The Olympia Report

Olympia, WA – 7/30/2012 – A coalition of environmental activists filed notice on Wednesday they plan to sue the six companies that own and operate eastern Montana’s Colstrip power plant – which provides about half the electric power consumed by Puget Sound Energy which, in turn, accounts for around 18 percent of all electricity in Washington state.

At the same time, PSE and TransAlta have entered into a power purchase contract for coal transition power from the Centralia generating station.

If approved by state utility regulators, the agreement would benefit PSE customers by providing them another source of low-cost power, while providing momentum to a separate TransAlta agreement to phase out coal-fired power generation in Washington by 2025.

“PSE may soon face a decision much like the one that Seattle City Light confronted a decade ago,” wrote environmental blogger Jennifer Langston. “Complying with pending regulations to better control air toxins, coal ash, and regional haze that affects national parks could cost Colstrip’s owners hundreds of millions of dollars. Choosing the pathway that Seattle City Light took — by divesting itself of its stake in the polluting Colstrip plant — would truly put Puget Sound Energy at the forefront of clean energy leaders in the U.S.”
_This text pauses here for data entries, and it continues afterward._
use thiserror::Error;

use crate::errors::domain::{ConflictKind, DomainError, InfraErrorKind, ValidationKind};
use crate::errors::ErrorCode;

#[derive(Error, Debug)]
pub enum AppError {
    #[error("Validation error: {detail}")]
    Validation { code: ErrorCode, detail: String },
    #[error("Configuration error: {detail}")]
    Config { detail: String },
    #[error("Conflict: {detail}")]
    Conflict { code: ErrorCode, detail: String },
    #[error("Sampling exhausted: {detail}")]
    SamplingExhausted { detail: String },
    #[error("Export error: {detail}")]
    Export {
        detail: String,
        #[source]
        source: Box<dyn std::error::Error + Send + Sync>,
    },
    #[error("Messaging error: {detail}")]
    Messaging { detail: String },
    #[error("Internal error: {detail}")]
    Internal { detail: String },
}

impl AppError {
    /// Error code for logs and operator-facing messages
    pub fn code(&self) -> ErrorCode {
        match self {
            AppError::Validation { code, .. } => *code,
            AppError::Config { .. } => ErrorCode::ConfigError,
            AppError::Conflict { code, .. } => *code,
            AppError::SamplingExhausted { .. } => ErrorCode::SamplingExhausted,
            AppError::Export { .. } => ErrorCode::ExportFailed,
            AppError::Messaging { .. } => ErrorCode::MessagingFailed,
            AppError::Internal { .. } => ErrorCode::InternalError,
        }
    }

    /// Error detail without the variant prefix
    pub fn detail(&self) -> &str {
        match self {
            AppError::Validation { detail, .. }
            | AppError::Config { detail }
            | AppError::Conflict { detail, .. }
            | AppError::SamplingExhausted { detail }
            | AppError::Export { detail, .. }
            | AppError::Messaging { detail }
            | AppError::Internal { detail } => detail,
        }
    }

    pub fn invalid(code: ErrorCode, detail: impl Into<String>) -> Self {
        Self::Validation {
            code,
            detail: detail.into(),
        }
    }

    pub fn config(detail: impl Into<String>) -> Self {
        Self::Config {
            detail: detail.into(),
        }
    }

    pub fn conflict(code: ErrorCode, detail: impl Into<String>) -> Self {
        Self::Conflict {
            code,
            detail: detail.into(),
        }
    }

    pub fn messaging(detail: impl Into<String>) -> Self {
        Self::Messaging {
            detail: detail.into(),
        }
    }

    pub fn internal(detail: impl Into<String>) -> Self {
        Self::Internal {
            detail: detail.into(),
        }
    }

    /// True for failures an operator fixes by changing configuration or seed,
    /// as opposed to transient collaborator failures.
    pub fn is_operator_fixable(&self) -> bool {
        matches!(
            self,
            AppError::Config { .. } | AppError::Validation { .. } | AppError::SamplingExhausted { .. }
        )
    }
}

impl From<DomainError> for AppError {
    fn from(e: DomainError) -> Self {
        match e {
            DomainError::Validation(kind, detail) => {
                let code = match kind {
                    ValidationKind::InvalidNeighborSize => ErrorCode::InvalidNeighborSize,
                    ValidationKind::InvalidPlayerCount => ErrorCode::InvalidPlayerCount,
                    ValidationKind::InvalidTrialCount => ErrorCode::InvalidTrialCount,
                    _ => ErrorCode::ValidationError,
                };
                AppError::Validation { code, detail }
            }
            DomainError::Conflict(kind, detail) => {
                let code = match kind {
                    ConflictKind::SessionActive => ErrorCode::SessionActive,
                    _ => ErrorCode::Conflict,
                };
                AppError::Conflict { code, detail }
            }
            DomainError::Infra(InfraErrorKind::SamplingExhausted, detail) => {
                AppError::SamplingExhausted { detail }
            }
            DomainError::Infra(kind, detail) => AppError::Internal {
                detail: format!("{kind:?}: {detail}"),
            },
        }
    }
}

impl From<std::io::Error> for AppError {
    fn from(e: std::io::Error) -> Self {
        AppError::Export {
            detail: format!("io error: {e}"),
            source: Box::new(e),
        }
    }
}

impl From<csv::Error> for AppError {
    fn from(e: csv::Error) -> Self {
        AppError::Export {
            detail: format!("csv error: {e}"),
            source: Box::new(e),
        }
    }
}
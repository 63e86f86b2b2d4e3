//! Game settings loaded from the environment.

use std::env;
use std::path::PathBuf;
use std::str::FromStr;
use std::time::Duration;

use crate::domain::pairing::DEFAULT_RESAMPLE_CAP;
use crate::domain::ChannelId;
use crate::error::AppError;

pub const DEFAULT_MIN_PLAYERS: usize = 20;
pub const DEFAULT_TRIALS: u32 = 5;
pub const DEFAULT_NEIGHBOR_SIZE: usize = 4;
pub const DEFAULT_ROUND_TIMEOUT: Duration = Duration::from_secs(60);
pub const DEFAULT_SEED: u64 = 1;

#[derive(Debug, Clone, PartialEq, Eq)]
pub struct GameConfig {
    /// Channel membership that triggers an automatic start.
    pub min_players: usize,
    pub trials: u32,
    pub neighbor_size: usize,
    pub round_timeout: Duration,
    pub seed: u64,
    pub resample_cap: u32,
    /// Channel watched for membership changes. No auto-start when unset.
    pub game_channel: Option<ChannelId>,
    pub export_dir: PathBuf,
}

impl Default for GameConfig {
    fn default() -> Self {
        Self {
            min_players: DEFAULT_MIN_PLAYERS,
            trials: DEFAULT_TRIALS,
            neighbor_size: DEFAULT_NEIGHBOR_SIZE,
            round_timeout: DEFAULT_ROUND_TIMEOUT,
            seed: DEFAULT_SEED,
            resample_cap: DEFAULT_RESAMPLE_CAP,
            game_channel: None,
            export_dir: PathBuf::from("."),
        }
    }
}

impl GameConfig {
    /// Read `HASHTAG_*` variables (and `GAME_CHANNEL_ID`), falling back to
    /// defaults for anything unset.
    pub fn from_env() -> Result<Self, AppError> {
        Self::from_lookup(|name| env::var(name).ok())
    }

    /// Same as [`GameConfig::from_env`] with an explicit variable source.
    pub fn from_lookup(lookup: impl Fn(&str) -> Option<String>) -> Result<Self, AppError> {
        let defaults = Self::default();
        let config = Self {
            min_players: parse_var(&lookup, "HASHTAG_MIN_PLAYERS", defaults.min_players)?,
            trials: parse_var(&lookup, "HASHTAG_TRIALS", defaults.trials)?,
            neighbor_size: parse_var(&lookup, "HASHTAG_NEIGHBOR_SIZE", defaults.neighbor_size)?,
            round_timeout: Duration::from_secs(parse_var(
                &lookup,
                "HASHTAG_ROUND_TIMEOUT_SECS",
                defaults.round_timeout.as_secs(),
            )?),
            seed: parse_var(&lookup, "HASHTAG_SEED", defaults.seed)?,
            resample_cap: parse_var(&lookup, "HASHTAG_RESAMPLE_CAP", defaults.resample_cap)?,
            game_channel: non_empty(&lookup, "GAME_CHANNEL_ID").map(ChannelId::new),
            export_dir: non_empty(&lookup, "HASHTAG_EXPORT_DIR")
                .map(PathBuf::from)
                .unwrap_or(defaults.export_dir),
        };
        config.validate()?;
        Ok(config)
    }

    pub fn validate(&self) -> Result<(), AppError> {
        if self.trials == 0 {
            return Err(AppError::config("HASHTAG_TRIALS must be at least 1"));
        }
        if self.neighbor_size == 0 {
            return Err(AppError::config("HASHTAG_NEIGHBOR_SIZE must be at least 1"));
        }
        if self.round_timeout.is_zero() {
            return Err(AppError::config(
                "HASHTAG_ROUND_TIMEOUT_SECS must be at least 1",
            ));
        }
        if self.resample_cap == 0 {
            return Err(AppError::config("HASHTAG_RESAMPLE_CAP must be at least 1"));
        }
        Ok(())
    }
}

fn non_empty(lookup: &impl Fn(&str) -> Option<String>, name: &str) -> Option<String> {
    lookup(name)
        .map(|v| v.trim().to_string())
        .filter(|v| !v.is_empty())
}

fn parse_var<T: FromStr>(
    lookup: &impl Fn(&str) -> Option<String>,
    name: &str,
    default: T,
) -> Result<T, AppError> {
    match non_empty(lookup, name) {
        None => Ok(default),
        Some(raw) => raw
            .parse()
            .map_err(|_| AppError::config(format!("Invalid value for '{name}': '{raw}'"))),
    }
}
The Sierra Club and Montana Environmental Information Center accuse the plant’s owners of neglecting to upgrade pollution-control equipment – a requirement under the Clean Air Act for older power generation facilities that undergo significant changes.

Colstrip is the second largest coal-fired power plant west of the Mississippi River, burning over 10 million tons of the fuel a year to generate about 2,200 megawatts of electricity. That power is distributed on high-voltage transmission lines to customers in Montana, Oregon and Washington state.

Attorneys for the environmental groups note that the plant has undergone at least eight “major modifications” since 1992.

Those changes “would result in emission increases of sulfur dioxide, nitrogen oxide and particulate matter,” the groups stated in a Wednesday letter to the plants owners. Those pollutants can cause health problems in people and are linked to environmental problems including acid rain, haze and surface water degradation.

“We’re pretty confident that over the long haul and with the amount of money invested in those plants, they much more qualify as upgrades rather than maintenance,” Ken Toole, a former Montana Public Service Commissioner and member of the Montana Environmental Information Center, told CBS News.

The 60-day notice of the environmental groups’ intent to sue in federal court was sent to the plant’s six co-owners — PPL Montana, NorthWestern Energy, Puget Sound Energy, Portland General Electric, Avista and PacifiCorp.

“I see this as another effort to continue this attack on coal,” PPL Montana spokesman David Hoffman said of Wednesday’s notice. “We take plants offline on a regular basis for maintenance, just like you might have oil changed in your car.”

The first two units of the power plant began operating in the mid-1970s and two more units came online in 1984 and 1986.

Because the plant was grandfathered in under the Clean Air Act, it was not required to comply with tougher pollution control standards unless the plant’s operator made upgrades modernizing it.

Ironically, the millions of dollars the company spent to make it cleaner may have given environmental activists the opening to shut it down entirely.

PSE spokesman Grant Ringel says the Colstrip plant has added scrubbers and other modern pollution controls that meet or surpass the requirements of the Clean Air Act.

Meanwhile, the US Environmental Protection Agency is preparing to start regulating emissions of greenhouse gases from power plants. It’s those gases, groups like the Sierra Club argue, that make coal the most harmful fuel for the global climate.

“We will comply with regulations as they change,” Ringel said. “We are not married to any particular technology. We have a history of making adjustments, and if a plant no longer serves our customers, we won’t use it. Right now, Colstrip does serve our customers very well.”

Nationwide, coal was responsible for slightly more than 42 percent of electricity generated in the U.S. during 2011, more than any other source of electricity.

And according to EIA and EPA data, emissions of sulfur dioxide (SO2), nitrogen oxides (NOx), and particulate matter (PM) per kilowatt-hour from coal-fueled electricity generation have been reduced by almost 90 percent over the period 1970-2011.

Approximately $100 billion has been invested to achieve these emission reductions and by 2015, more than 90 percent of U.S. coal-fueled electric generating capacity will install clean coal technologies and other advanced emission controls to reduce emissions of SO2, NOx, PM, mercury, acid gases, and non-mercury metals.

By state law, the TransAlta plant in Centralia must stop burning coal by the year 2025. But Ringel says Puget Sound Energy has no plans to stop using coal at its plant in Montana.

“We’re very sensitive to keeping our customers’ bills reasonable,” he said. “Colstrip plays a key role in keeping costs down, and it is in compliance with environmental regulations.”